The ‘playful’ artworks use the visual language of children’s toys – exploiting their association with innocence and the untarnished imagination – to provide an ironic and pertinent context for issues concerning contemporary ‘adult’ society. Most of the exhibits can be played with safely and normally by children and adults alike. The title borrows from William Blake’s Songs of Innocence and of Experience but the idea owes a debt to the Irish author Jonathon Swift and his novel Gulliver’s Travels, which can be read as both an adventure story suitable for children and as an adult satire. The dilemma with satire is that it can be taken literally…
BELOW IS A SAMPLE SELECTION OF THE WORKS EXHIBITED
Marshalling Yard
A Memorial
Kinder Cathedral
‘The Age of Consent’
The six little red cargo boats
All is not what it seems
RUBBLE
The reconstruction puzzle
Miss Willendorf
The Venus or woman of Willendorf dated circa 25,000 B.C.E was found near a village in Lower Austria in 1908.

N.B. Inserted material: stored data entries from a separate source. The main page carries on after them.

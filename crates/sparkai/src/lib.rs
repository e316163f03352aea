//! Client for the iFlytek Spark conversational API.
//!
//! Provides:
//! - Time-bound signed WebSocket URLs (HMAC-SHA256 over host, date and request line)
//! - One duplex session per call with incremental frame decoding
//! - Accumulation of streamed deltas into a final message or function call
//! - Multi-turn conversations with optional JSON-lines history
//! - Token usage tracking

pub mod accumulator;
pub mod auth;
pub mod client;
pub mod config;
pub mod conversation;
pub mod decoder;
pub mod error;
pub mod history;
pub mod protocol;
pub mod token_tracker;
pub mod transport;

use async_trait::async_trait;
use serde::{Deserialize, Serialize};

pub use accumulator::{CallbackError, CallbackSink, ResponseAccumulator};
pub use auth::AuthUrlSigner;
pub use client::SparkClient;
pub use config::SparkConfig;
pub use conversation::Conversation;
pub use decoder::{decode_frame, Chunk, ChunkBody, FrameStatus};
pub use error::{Result, SparkError};
pub use history::HistoryStore;
pub use token_tracker::TokenTracker;
pub use transport::{SessionState, SessionTransport};

#[async_trait]
pub trait ChatClient: Send + Sync {
    async fn chat(&self, request: ChatRequest) -> Result<ChatResponse>;

    /// Like [`ChatClient::chat`], surfacing every inbound frame through `sink`
    /// as it arrives.
    async fn chat_streaming(
        &self,
        request: ChatRequest,
        sink: &dyn CallbackSink,
    ) -> Result<ChatResponse>;

    /// Domain used when a request does not name one.
    fn default_domain(&self) -> Option<&str> {
        None
    }
}

#[derive(Debug, Clone, Copy, PartialEq, Eq, Serialize, Deserialize)]
#[serde(rename_all = "lowercase")]
pub enum Role {
    System,
    User,
    Assistant,
    /// The result of a function the model asked to call.
    Function,
}

impl Role {
    pub fn as_str(&self) -> &'static str {
        match self {
            Role::System => "system",
            Role::User => "user",
            Role::Assistant => "assistant",
            Role::Function => "function",
        }
    }

    /// Role named by an inbound frame. Matching ignores case; empty or
    /// unknown names are taken as the assistant.
    pub fn from_wire(name: &str) -> Self {
        match name.trim().to_ascii_lowercase().as_str() {
            "system" => Role::System,
            "user" => Role::User,
            "function" => Role::Function,
            _ => Role::Assistant,
        }
    }
}

#[derive(Debug, Clone, PartialEq, Eq, Serialize, Deserialize)]
pub struct Message {
    pub role: Role,
    pub content: String,
    /// Function name, on function-result messages.
    #[serde(default, skip_serializing_if = "Option::is_none")]
    pub name: Option<String>,
    /// The call the assistant made, on function-call turns.
    #[serde(default, skip_serializing_if = "Option::is_none")]
    pub function_call: Option<FunctionCall>,
}

impl Message {
    fn new(role: Role, content: impl Into<String>) -> Self {
        Self {
            role,
            content: content.into(),
            name: None,
            function_call: None,
        }
    }

    pub fn system(content: impl Into<String>) -> Self {
        Self::new(Role::System, content)
    }

    pub fn user(content: impl Into<String>) -> Self {
        Self::new(Role::User, content)
    }

    pub fn assistant(content: impl Into<String>) -> Self {
        Self::new(Role::Assistant, content)
    }

    /// An assistant turn that asked for `call` instead of answering.
    pub fn assistant_function_call(call: FunctionCall) -> Self {
        Self {
            function_call: Some(call),
            ..Self::new(Role::Assistant, "")
        }
    }

    /// The output of function `name`, sent back to the model.
    pub fn function(name: impl Into<String>, content: impl Into<String>) -> Self {
        Self {
            name: Some(name.into()),
            ..Self::new(Role::Function, content)
        }
    }
}

/// A function the model may choose to call instead of answering in text.
#[derive(Debug, Clone, PartialEq, Serialize, Deserialize)]
pub struct FunctionDefinition {
    pub name: String,
    pub description: String,
    /// JSON-schema-like parameter description, passed through untouched.
    pub parameters: serde_json::Value,
}

/// A function call chosen by the model. `arguments` is the raw payload
/// exactly as the service sent it.
#[derive(Debug, Clone, PartialEq, Eq, Serialize, Deserialize)]
pub struct FunctionCall {
    pub name: String,
    #[serde(default, deserialize_with = "protocol::raw_arguments")]
    pub arguments: String,
}

#[derive(Debug, Clone, Copy, Default, PartialEq, Eq, Serialize, Deserialize)]
pub struct Usage {
    #[serde(default)]
    pub prompt_tokens: u64,
    #[serde(default)]
    pub completion_tokens: u64,
    #[serde(default)]
    pub total_tokens: u64,
}

/// One chat call. Sampling parameters left as `None` take the configured
/// defaults when the request is sent; explicit values, including zero, are
/// sent as given.
#[derive(Debug, Clone, Default)]
pub struct ChatRequest {
    pub messages: Vec<Message>,
    pub domain: Option<String>,
    pub temperature: Option<f64>,
    pub top_k: Option<u32>,
    pub max_tokens: Option<u32>,
    pub functions: Vec<FunctionDefinition>,
}

impl ChatRequest {
    pub fn new(messages: Vec<Message>) -> Self {
        Self {
            messages,
            ..Self::default()
        }
    }

    pub fn with_domain(mut self, domain: impl Into<String>) -> Self {
        self.domain = Some(domain.into());
        self
    }

    pub fn with_temperature(mut self, temperature: f64) -> Self {
        self.temperature = Some(temperature);
        self
    }

    pub fn with_top_k(mut self, top_k: u32) -> Self {
        self.top_k = Some(top_k);
        self
    }

    pub fn with_max_tokens(mut self, max_tokens: u32) -> Self {
        self.max_tokens = Some(max_tokens);
        self
    }

    pub fn with_functions(mut self, functions: Vec<FunctionDefinition>) -> Self {
        self.functions = functions;
        self
    }
}

/// The result of one chat call.
///
/// A session that ends on a function-call frame yields only that call: text
/// deltas received earlier in the same session are not part of the result,
/// although a streaming caller has already seen them through its sink.
#[derive(Debug, Clone, PartialEq)]
pub enum ChatResponse {
    Message {
        role: Role,
        content: String,
        usage: Usage,
    },
    FunctionCall {
        call: FunctionCall,
        usage: Usage,
    },
}

impl ChatResponse {
    /// Text content, if this is a plain message.
    pub fn text(&self) -> Option<&str> {
        match self {
            ChatResponse::Message { content, .. } => Some(content),
            ChatResponse::FunctionCall { .. } => None,
        }
    }

    pub fn function_call(&self) -> Option<&FunctionCall> {
        match self {
            ChatResponse::Message { .. } => None,
            ChatResponse::FunctionCall { call, .. } => Some(call),
        }
    }

    pub fn usage(&self) -> &Usage {
        match self {
            ChatResponse::Message { usage, .. } | ChatResponse::FunctionCall { usage, .. } => usage,
        }
    }
}
//! The receive loop: read, decode, surface, fold.

use futures_util::{Stream, StreamExt};
use tokio_tungstenite::tungstenite::{Error as WsError, Message as WsMessage};
use tracing::{debug, info};

use crate::accumulator::{deliver, CallbackSink, ResponseAccumulator};
use crate::decoder::decode_frame;
use crate::{ChatResponse, Result, SparkError};

/// Read frames until the final one and return the accumulated response.
///
/// Stops at the first decode failure or non-zero frame code without reading
/// anything further. Frames are handled strictly in arrival order.
pub(crate) async fn receive_loop<S>(
    stream: &mut S,
    sink: Option<&dyn CallbackSink>,
) -> Result<ChatResponse>
where
    S: Stream<Item = std::result::Result<WsMessage, WsError>> + Unpin,
{
    let mut accumulator = ResponseAccumulator::new();

    while let Some(message) = stream.next().await {
        let message = message.map_err(|e| SparkError::Transport(e.to_string()))?;
        let chunk = match message {
            WsMessage::Text(text) => decode_frame(text.as_bytes())?,
            WsMessage::Binary(data) => decode_frame(&data)?,
            WsMessage::Close(frame) => {
                debug!(?frame, "Peer closed the connection");
                return Err(SparkError::Transport(
                    "connection closed before the final frame".into(),
                ));
            }
            _ => continue,
        };

        deliver(sink, &chunk);

        let sid = chunk.is_final().then(|| chunk.sid.clone());
        if let Some(response) = accumulator.push(chunk)? {
            info!(
                sid = %sid.unwrap_or_default(),
                frames = accumulator.frames(),
                "Chat session finished"
            );
            return Ok(response);
        }
    }

    Err(SparkError::Transport(
        "connection closed before the final frame".into(),
    ))
}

The original stands approximately 100cm high.
A branded bear
Would you let your child play with this cuddly toy?
‘The scale of it’
The large toy truck is delivering 50% of the world’s wealth to 1% of the population. The Dinky toy and two Matchbox toys are delivering what’s left to the rest of us.
A Dark Place
A Dark Place is a phrase that is a commonly associated with depression. A doll’s house sits on a table. You want to open it and to look inside, but it is secured and impenetrable. You peer though a window. Inside it’s pitch black. After a while your eyes adjust to the darkness and furniture is discernable.

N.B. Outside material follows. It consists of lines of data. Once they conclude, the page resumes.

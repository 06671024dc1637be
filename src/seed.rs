//! Bootstrap data: the first admin account and the standard category tree.
//!
//! Safe to re-run; existing rows are left untouched.

use anyhow::{Context, Result};
use sqlx::PgPool;
use uuid::Uuid;

use crate::auth::hash_password;
use crate::domain::aggregates::CategoryVehicleType;

pub const ADMIN_EMAIL: &str = "admin@sparepartshub.com";
pub const DEFAULT_ADMIN_PASSWORD: &str = "admin123";

pub struct SeedCategory {
    pub name: &'static str,
    pub slug: &'static str,
    pub vehicle_type: CategoryVehicleType,
    pub description: &'static str,
}

const fn category(name: &'static str, slug: &'static str, vehicle_type: CategoryVehicleType, description: &'static str) -> SeedCategory {
    SeedCategory { name, slug, vehicle_type, description }
}

pub const CATEGORIES: &[SeedCategory] = &[
    category("Engine Parts", "engine-parts", CategoryVehicleType::Both, "Pistons, gaskets, valves, timing belts and more"),
    category("Brake System", "brake-system", CategoryVehicleType::Both, "Brake pads, rotors, calipers, brake fluid"),
    category("Electrical", "electrical", CategoryVehicleType::Both, "Batteries, alternators, starters, spark plugs"),
    category("Suspension", "suspension", CategoryVehicleType::Both, "Shock absorbers, struts, springs, bushings"),
    category("Body Parts", "body-parts", CategoryVehicleType::Both, "Mirrors, bumpers, fenders, lights"),
    category("Filters & Fluids", "filters-fluids", CategoryVehicleType::Both, "Oil filters, air filters, coolant, lubricants"),
    category("Transmission", "transmission", CategoryVehicleType::Both, "Clutch plates, gear cables, bearings"),
    category("Exhaust System", "exhaust-system", CategoryVehicleType::Both, "Silencers, catalytic converters, exhaust pipes"),
    category("Tractor Hydraulics", "tractor-hydraulics", CategoryVehicleType::Tractor, "Hydraulic pumps, cylinders, hoses, valves for tractors"),
    category("Tractor PTO & Implements", "tractor-pto-implements", CategoryVehicleType::Tractor, "PTO shafts, couplings, implement parts"),
    category("Tractor Steering", "tractor-steering", CategoryVehicleType::Tractor, "Power steering pumps, steering columns, tie rods"),
    category("Tractor Tyres & Wheels", "tractor-tyres-wheels", CategoryVehicleType::Tractor, "Front & rear tractor tyres, rims, tubes"),
];

#[derive(Debug, Default, PartialEq, Eq)]
pub struct SeedReport {
    pub admin_created: bool,
    pub categories_created: u64,
}

pub async fn run(db: &PgPool, admin_password: &str) -> Result<SeedReport> {
    let mut report = SeedReport::default();
    let password_hash = hash_password(admin_password).map_err(|e| anyhow::anyhow!("hashing admin password: {e}"))?;

    let mut tx = db.begin().await?;
    let inserted = sqlx::query(
        "INSERT INTO users (id, name, email, password_hash, role, phone, address, is_approved) \
         VALUES ($1, 'Admin', $2, $3, 'admin', '+919999999999', $4, TRUE) \
         ON CONFLICT (email) DO NOTHING",
    )
    .bind(Uuid::now_v7())
    .bind(ADMIN_EMAIL)
    .bind(&password_hash)
    .bind(serde_json::json!({
        "street": "42, MG Road, Connaught Place",
        "city": "New Delhi",
        "state": "Delhi",
        "pinCode": "110001",
        "country": "India"
    }))
    .execute(&mut *tx)
    .await
    .context("inserting admin")?;
    report.admin_created = inserted.rows_affected() == 1;

    for c in CATEGORIES {
        let inserted = sqlx::query(
            "INSERT INTO categories (id, name, slug, description, vehicle_type) VALUES ($1, $2, $3, $4, $5) \
             ON CONFLICT DO NOTHING",
        )
        .bind(Uuid::now_v7())
        .bind(c.name)
        .bind(c.slug)
        .bind(c.description)
        .bind(c.vehicle_type)
        .execute(&mut *tx)
        .await
        .with_context(|| format!("inserting category {}", c.name))?;
        report.categories_created += inserted.rows_affected();
    }
    tx.commit().await?;

    tracing::info!(admin_created = report.admin_created, categories = report.categories_created, "seed complete");
    Ok(report)
}

#[cfg(test)]
mod tests {
    use super::*;
    use crate::domain::value_objects::Slug;
    use std::collections::HashSet;

    #[test]
    fn test_categories_are_unique() {
        let names: HashSet<_> = CATEGORIES.iter().map(|c| c.name).collect();
        let slugs: HashSet<_> = CATEGORIES.iter().map(|c| c.slug).collect();
        assert_eq!(names.len(), CATEGORIES.len());
        assert_eq!(slugs.len(), CATEGORIES.len());
        assert_eq!(CATEGORIES.iter().filter(|c| c.vehicle_type == CategoryVehicleType::Tractor).count(), 4);
    }

    #[test]
    fn test_slugs_are_canonical() {
        for c in CATEGORIES {
            assert_eq!(Slug::new(c.slug).unwrap().as_str(), c.slug);
        }
    }
}
/// Writes back the mutable workflow and payment columns.
pub async fn save_progress(tx: &mut Transaction<'_, Postgres>, order: &Order) -> ApiResult<()> {
    sqlx::query(
        "UPDATE orders SET status = $2, tracking = $3, tracking_number = $4, is_paid = $5, paid_at = $6, \
         delivered_at = $7, razorpay_order_id = $8, razorpay_payment_id = $9, razorpay_signature = $10, updated_at = $11 \
         WHERE id = $1",
    )
    .bind(order.id)
    .bind(order.status)
    .bind(&order.tracking)
    .bind(&order.tracking_number)
    .bind(order.is_paid)
    .bind(order.paid_at)
    .bind(order.delivered_at)
    .bind(&order.razorpay_order_id)
    .bind(&order.razorpay_payment_id)
    .bind(&order.razorpay_signature)
    .bind(order.updated_at)
    .execute(&mut **tx)
    .await?;
    Ok(())
}

pub async fn lock_order(tx: &mut Transaction<'_, Postgres>, id: Uuid) -> ApiResult<Order> {
    sqlx::query_as::<_, Order>("SELECT * FROM orders WHERE id = $1 FOR UPDATE")
        .bind(id)
        .fetch_optional(&mut **tx)
        .await?
        .ok_or_else(|| ApiError::not_found("Order"))
}

async fn fetch_order(db: &PgPool, id: Uuid) -> ApiResult<Order> {
    sqlx::query_as::<_, Order>("SELECT * FROM orders WHERE id = $1")
        .bind(id)
        .fetch_optional(db)
        .await?
        .ok_or_else(|| ApiError::not_found("Order"))
}

/// The buyer, a dealer with items in it, or an admin.
pub fn can_view(order: &Order, user: &User) -> bool {
    match user.role {
        Role::Admin => true,
        Role::Wholesaler => order.involves_wholesaler(user.id),
        Role::Customer => order.customer_id == user.id,
    }
}

/// Admins move any order; dealers only orders containing their items.
pub fn can_update_status(order: &Order, user: &User) -> bool {
    match user.role {
        Role::Admin => true,
        Role::Wholesaler => order.involves_wholesaler(user.id),
        Role::Customer => false,
    }
}

async fn create(
    State(state): State<AppState>,
    auth: AuthUser,
    ValidatedJson(req): ValidatedJson<PlaceOrderRequest>,
) -> ApiResult<(StatusCode, Json<Value>)> {
    let user = auth.require(&[Role::Customer])?;
    let lines = req.lines()?;

    let mut tx = state.db.begin().await?;
    let mut order = place_order(&mut tx, user.id, &lines, req.shipping_address, req.payment_method).await?;
    tx.commit().await?;

    state.publish(order.take_events(), Some(user.id)).await;
    Ok((StatusCode::CREATED, Json(json!({ "message": "Order placed successfully!", "order": order }))))
}

/// `SELECT` over orders matching `scope` plus the optional status filter.
async fn list_where(db: &PgPool, scope: &str, owner: Option<Uuid>, filter: &OrderFilter) -> ApiResult<Json<Value>> {
    let page = filter.page();
    let orders = sqlx::query_as::<_, Order>(&format!(
        "SELECT * FROM orders WHERE {scope} AND ($2::order_status IS NULL OR status = $2) \
         ORDER BY created_at DESC, id DESC LIMIT $3 OFFSET $4"
    ))
    .bind(owner)
    .bind(filter.status)
    .bind(page.limit)
    .bind(page.offset())
    .fetch_all(db)
    .await?;
    let total: i64 = sqlx::query_scalar(&format!(
        "SELECT COUNT(*) FROM orders WHERE {scope} AND ($2::order_status IS NULL OR status = $2)"
    ))
    .bind(owner)
    .bind(filter.status)
    .fetch_one(db)
    .await?;
    Ok(page.wrap("orders", orders, total))
}

async fn my_orders(State(state): State<AppState>, auth: AuthUser, Query(filter): Query<OrderFilter>) -> ApiResult<Json<Value>> {
    let user = auth.require(&[Role::Customer])?;
    list_where(&state.db, "customer_id = $1", Some(user.id), &filter).await
}

async fn wholesaler_orders(State(state): State<AppState>, auth: AuthUser, Query(filter): Query<OrderFilter>) -> ApiResult<Json<Value>> {
    let user = auth.require(&[Role::Wholesaler])?;
    list_where(&state.db, "$1 = ANY(wholesaler_ids)", Some(user.id), &filter).await
}

async fn all_orders(State(state): State<AppState>, auth: AuthUser, Query(filter): Query<OrderFilter>) -> ApiResult<Json<Value>> {
    auth.require(&[Role::Admin])?;
    list_where(&state.db, "($1::uuid IS NULL OR customer_id = $1)", None, &filter).await
}

async fn show(State(state): State<AppState>, AuthUser(user): AuthUser, Path(id): Path<Uuid>) -> ApiResult<Json<Value>> {
    let order = fetch_order(&state.db, id).await?;
    if !can_view(&order, &user) {
        return Err(ApiError::not_authorized());
    }
    Ok(Json(json!({ "order": order })))
}

async fn tracking(State(state): State<AppState>, AuthUser(user): AuthUser, Path(id): Path<Uuid>) -> ApiResult<Json<Value>> {
    let order = fetch_order(&state.db, id).await?;
    if !can_view(&order, &user) {
        return Err(ApiError::not_authorized());
    }
    Ok(Json(json!({
        "orderNumber": order.order_number,
        "status": order.status,
        "tracking": order.tracking,
        "estimatedDelivery": order.estimated_delivery,
        "trackingNumber": order.tracking_number,
    })))
}

/// Applies a workflow move for `user` inside `tx`, restocking on cancellation.
pub async fn change_status(
    tx: &mut Transaction<'_, Postgres>,
    id: Uuid,
    user: &User,
    req: StatusRequest,
) -> ApiResult<Order> {
    let mut order = lock_order(tx, id).await?;
    if !can_update_status(&order, user) {
        return Err(ApiError::not_authorized());
    }
    order.apply_status(req.status, req.note, req.tracking_number, Utc::now())?;
    if order.status == OrderStatus::Cancelled {
        restock(tx, &order.items).await?;
    }
    save_progress(tx, &order).await?;
    Ok(order)
}

/// The buyer's own cancellation; stock goes back on the shelf.
pub async fn cancel_for_customer(
    tx: &mut Transaction<'_, Postgres>,
    id: Uuid,
    user: &User,
    reason: String,
) -> ApiResult<Order> {
    let mut order = lock_order(tx, id).await?;
    if order.customer_id != user.id {
        return Err(ApiError::not_authorized());
    }
    order.cancel(reason, Utc::now())?;
    restock(tx, &order.items).await?;
    save_progress(tx, &order).await?;
    Ok(order)
}

async fn update_status(
    State(state): State<AppState>,
    auth: AuthUser,
    Path(id): Path<Uuid>,
    ValidatedJson(req): ValidatedJson<StatusRequest>,
) -> ApiResult<Json<Value>> {
    let user = auth.require(&[Role::Admin, Role::Wholesaler])?;

    let mut tx = state.db.begin().await?;
    let mut order = change_status(&mut tx, id, &user, req).await?;
    tx.commit().await?;

    tracing::info!(order_id = %order.id, status = %order.status, by = %user.id, "order status updated");
    state.publish(order.take_events(), Some(order.customer_id)).await;
    Ok(Json(json!({ "message": format!("Order status updated to {}.", order.status), "order": order })))
}

async fn cancel(
    State(state): State<AppState>,
    auth: AuthUser,
    Path(id): Path<Uuid>,
    body: Option<Json<CancelRequest>>,
) -> ApiResult<Json<Value>> {
    let user = auth.require(&[Role::Customer])?;
    let reason = body
        .and_then(|Json(b)| b.reason)
        .map(|r| r.trim().to_string())
        .filter(|r| !r.is_empty())
        .unwrap_or_else(|| "Cancelled by customer".to_string());

    let mut tx = state.db.begin().await?;
    let mut order = cancel_for_customer(&mut tx, id, &user, reason).await?;
    tx.commit().await?;

    tracing::info!(order_id = %order.id, "order cancelled by customer");
    state.publish(order.take_events(), Some(user.id)).await;
    Ok(Json(json!({ "message": "Order cancelled successfully.", "order": order })))
}

#[cfg(test)]
mod tests {
    use super::*;
    use crate::api::test_support::{insert_product, insert_user, stock_of};
    use crate::domain::aggregates::order::sample_address;
    use crate::domain::aggregates::user::sample_user;
    use rust_decimal::Decimal;

    fn order_for(customer: Uuid, wholesaler: Uuid) -> Order {
        let item = OrderItem {
            product: Uuid::now_v7(),
            name: "Clutch Cable".into(),
            price: Decimal::from(180),
            quantity: 2,
            wholesaler,
            image: String::new(),
        };
        Order::place(customer, vec![item], sample_address(), PaymentMethod::Cod, Utc::now()).unwrap()
    }

    #[test]
    fn test_merge_lines() {
        let a = Uuid::from_u128(2);
        let b = Uuid::from_u128(1);
        let q = |n| Quantity::new(n).unwrap();
        let merged = merge_lines(&[(a, q(1)), (b, q(2)), (a, q(3))]);
        assert_eq!(merged, vec![(b, q(2)), (a, q(4))]);
    }

    #[test]
    fn test_order_access() {
        let customer = sample_user(Role::Customer);
        let dealer = sample_user(Role::Wholesaler);
        let stranger = sample_user(Role::Wholesaler);
        let admin = sample_user(Role::Admin);
        let order = order_for(customer.id, dealer.id);

        assert!(can_view(&order, &customer));
        assert!(can_view(&order, &dealer));
        assert!(can_view(&order, &admin));
        assert!(!can_view(&order, &stranger));
        assert!(!can_view(&order, &sample_user(Role::Customer)));

        assert!(can_update_status(&order, &dealer));
        assert!(can_update_status(&order, &admin));
        assert!(!can_update_status(&order, &customer));
        assert!(!can_update_status(&order, &stranger));
    }

    #[test]
    fn test_place_request_rules() {
        let req: PlaceOrderRequest = serde_json::from_value(json!({
            "items": [],
            "shippingAddress": { "street": "1 Mall Rd", "city": "Shimla", "state": "HP", "pinCode": "17100" }
        }))
        .unwrap();
        let err = req.validate().unwrap_err();
        let fields: Vec<_> = err.errors().keys().copied().collect();
        assert!(fields.contains(&"items"));
        assert!(fields.contains(&"shipping_address"));
        assert_eq!(req.payment_method, PaymentMethod::Cod);
    }

    #[test]
    fn test_place_request_lines() {
        let id = Uuid::now_v7();
        let req: PlaceOrderRequest = serde_json::from_value(json!({
            "items": [{ "productId": id, "quantity": 3 }],
            "shippingAddress": { "street": "1 Mall Rd", "city": "Shimla", "state": "HP", "pinCode": "171001" },
            "paymentMethod": "online"
        }))
        .unwrap();
        assert!(req.validate().is_ok());
        assert_eq!(req.lines().unwrap(), vec![(id, Quantity::new(3).unwrap())]);
        assert_eq!(req.shipping_address.country, "India");

        let empty: PlaceOrderRequest = serde_json::from_value(json!({
            "items": [],
            "shippingAddress": { "street": "1 Mall Rd", "city": "Shimla", "state": "HP", "pinCode": "171001" }
        }))
        .unwrap();
        let err = empty.validate().unwrap_err();
        assert!(err.field_errors().contains_key("items"));
    }

    #[test]
    fn test_filter_status() {
        let filter: OrderFilter = serde_json::from_value(json!({ "status": "out_for_delivery" })).unwrap();
        assert_eq!(filter.status, Some(OrderStatus::OutForDelivery));
        assert_eq!(filter.page(), Page { page: 1, limit: DEFAULT_LIMIT });
    }

    fn qty(n: i32) -> Quantity { Quantity::new(n).unwrap() }

    async fn place(db: &PgPool, customer: Uuid, lines: &[(Uuid, Quantity)]) -> ApiResult<Order> {
        let mut tx = db.begin().await?;
        let order = place_order(&mut tx, customer, lines, sample_address(), PaymentMethod::Cod).await?;
        tx.commit().await?;
        Ok(order)
    }

    #[sqlx::test(migrations = "./migrations")]
    #[ignore = "requires DATABASE_URL pointing at Postgres"]
    async fn test_place_order_deducts_stock(db: PgPool) {
        let dealer = insert_user(&db, Role::Wholesaler).await;
        let customer = insert_user(&db, Role::Customer).await;
        let pads = insert_product(&db, dealer.id, "Brake Pad Set", 5, &[]).await;

        let order = place(&db, customer.id, &[(pads, qty(2)), (pads, qty(1))]).await.unwrap();
        assert_eq!(order.items.len(), 1);
        assert_eq!(order.items[0].quantity, 3);
        assert_eq!(stock_of(&db, pads).await, 2);

        let stored = fetch_order(&db, order.id).await.unwrap();
        assert_eq!(stored.status, OrderStatus::Placed);
        assert_eq!(stored.wholesaler_ids, vec![dealer.id]);
        assert_eq!(stored.tracking.len(), 1);
    }

    #[sqlx::test(migrations = "./migrations")]
    #[ignore = "requires DATABASE_URL pointing at Postgres"]
    async fn test_insufficient_stock_rolls_back(db: PgPool) {
        let dealer = insert_user(&db, Role::Wholesaler).await;
        let customer = insert_user(&db, Role::Customer).await;
        let filter = insert_product(&db, dealer.id, "Air Filter", 10, &[]).await;
        let pads = insert_product(&db, dealer.id, "Brake Pad Set", 1, &[]).await;

        let err = place(&db, customer.id, &[(filter, qty(4)), (pads, qty(2))]).await.unwrap_err();
        assert_eq!(err.to_string(), "Insufficient stock for Brake Pad Set. Available: 1");
        assert_eq!(stock_of(&db, filter).await, 10);
        let orders: i64 = sqlx::query_scalar("SELECT COUNT(*) FROM orders").fetch_one(&db).await.unwrap();
        assert_eq!(orders, 0);
    }

    #[sqlx::test(migrations = "./migrations")]
    #[ignore = "requires DATABASE_URL pointing at Postgres"]
    async fn test_cancellations_restock(db: PgPool) {
        let dealer = insert_user(&db, Role::Wholesaler).await;
        let customer = insert_user(&db, Role::Customer).await;
        let admin = insert_user(&db, Role::Admin).await;
        let clutch = insert_product(&db, dealer.id, "Clutch Plate", 6, &[]).await;

        let first = place(&db, customer.id, &[(clutch, qty(2))]).await.unwrap();
        let second = place(&db, customer.id, &[(clutch, qty(3))]).await.unwrap();
        assert_eq!(stock_of(&db, clutch).await, 1);

        let mut tx = db.begin().await.unwrap();
        let cancelled = cancel_for_customer(&mut tx, first.id, &customer, "Ordered twice".into()).await.unwrap();
        tx.commit().await.unwrap();
        assert_eq!(cancelled.status, OrderStatus::Cancelled);
        assert_eq!(stock_of(&db, clutch).await, 3);

        let mut tx = db.begin().await.unwrap();
        let req = StatusRequest { status: OrderStatus::Cancelled, note: Some("Dealer out of stock".into()), tracking_number: None };
        change_status(&mut tx, second.id, &admin, req).await.unwrap();
        tx.commit().await.unwrap();
        assert_eq!(stock_of(&db, clutch).await, 6);

        let mut tx = db.begin().await.unwrap();
        let err = cancel_for_customer(&mut tx, second.id, &customer, "again".into()).await.unwrap_err();
        assert!(matches!(err, ApiError::BadRequest(_)));
        tx.rollback().await.unwrap();
        assert_eq!(stock_of(&db, clutch).await, 6);
    }

    #[sqlx::test(migrations = "./migrations")]
    #[ignore = "requires DATABASE_URL pointing at Postgres"]
    async fn test_status_change_needs_involved_dealer(db: PgPool) {
        let dealer = insert_user(&db, Role::Wholesaler).await;
        let other_dealer = insert_user(&db, Role::Wholesaler).await;
        let customer = insert_user(&db, Role::Customer).await;
        let horn = insert_product(&db, dealer.id, "Electric Horn", 4, &[]).await;
        let order = place(&db, customer.id, &[(horn, qty(1))]).await.unwrap();

        let confirm = || StatusRequest { status: OrderStatus::Confirmed, note: None, tracking_number: None };
        let mut tx = db.begin().await.unwrap();
        let err = change_status(&mut tx, order.id, &other_dealer, confirm()).await.unwrap_err();
        assert!(matches!(err, ApiError::Forbidden(_)));
        tx.rollback().await.unwrap();

        let mut tx = db.begin().await.unwrap();
        let confirmed = change_status(&mut tx, order.id, &dealer, confirm()).await.unwrap();
        tx.commit().await.unwrap();
        assert_eq!(confirmed.status, OrderStatus::Confirmed);
        assert_eq!(fetch_order(&db, order.id).await.unwrap().status, OrderStatus::Confirmed);
    }
}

Then a light flashes on in the small bedroom. The source is a smart phone. It is the same size as the toy single bed it rests on. There is a message…
Child’s Play...USA
One of a series of images made from a random selection of children’s building blocks.
Army in a Bag
The trivialization of war in children’s toys: A bag of plastic toy soldiers is accompanied by an identical bag full of the mutilated and charred remains of the same under the heading ‘RETURNS’. “Over 7000 British servicemen have returned home in body bags since the end of the second world war.” (BBC NEWS)
Hanging by a Thread
A puppet play
Illustrated below is a still from the final scene: ‘Dead to the World’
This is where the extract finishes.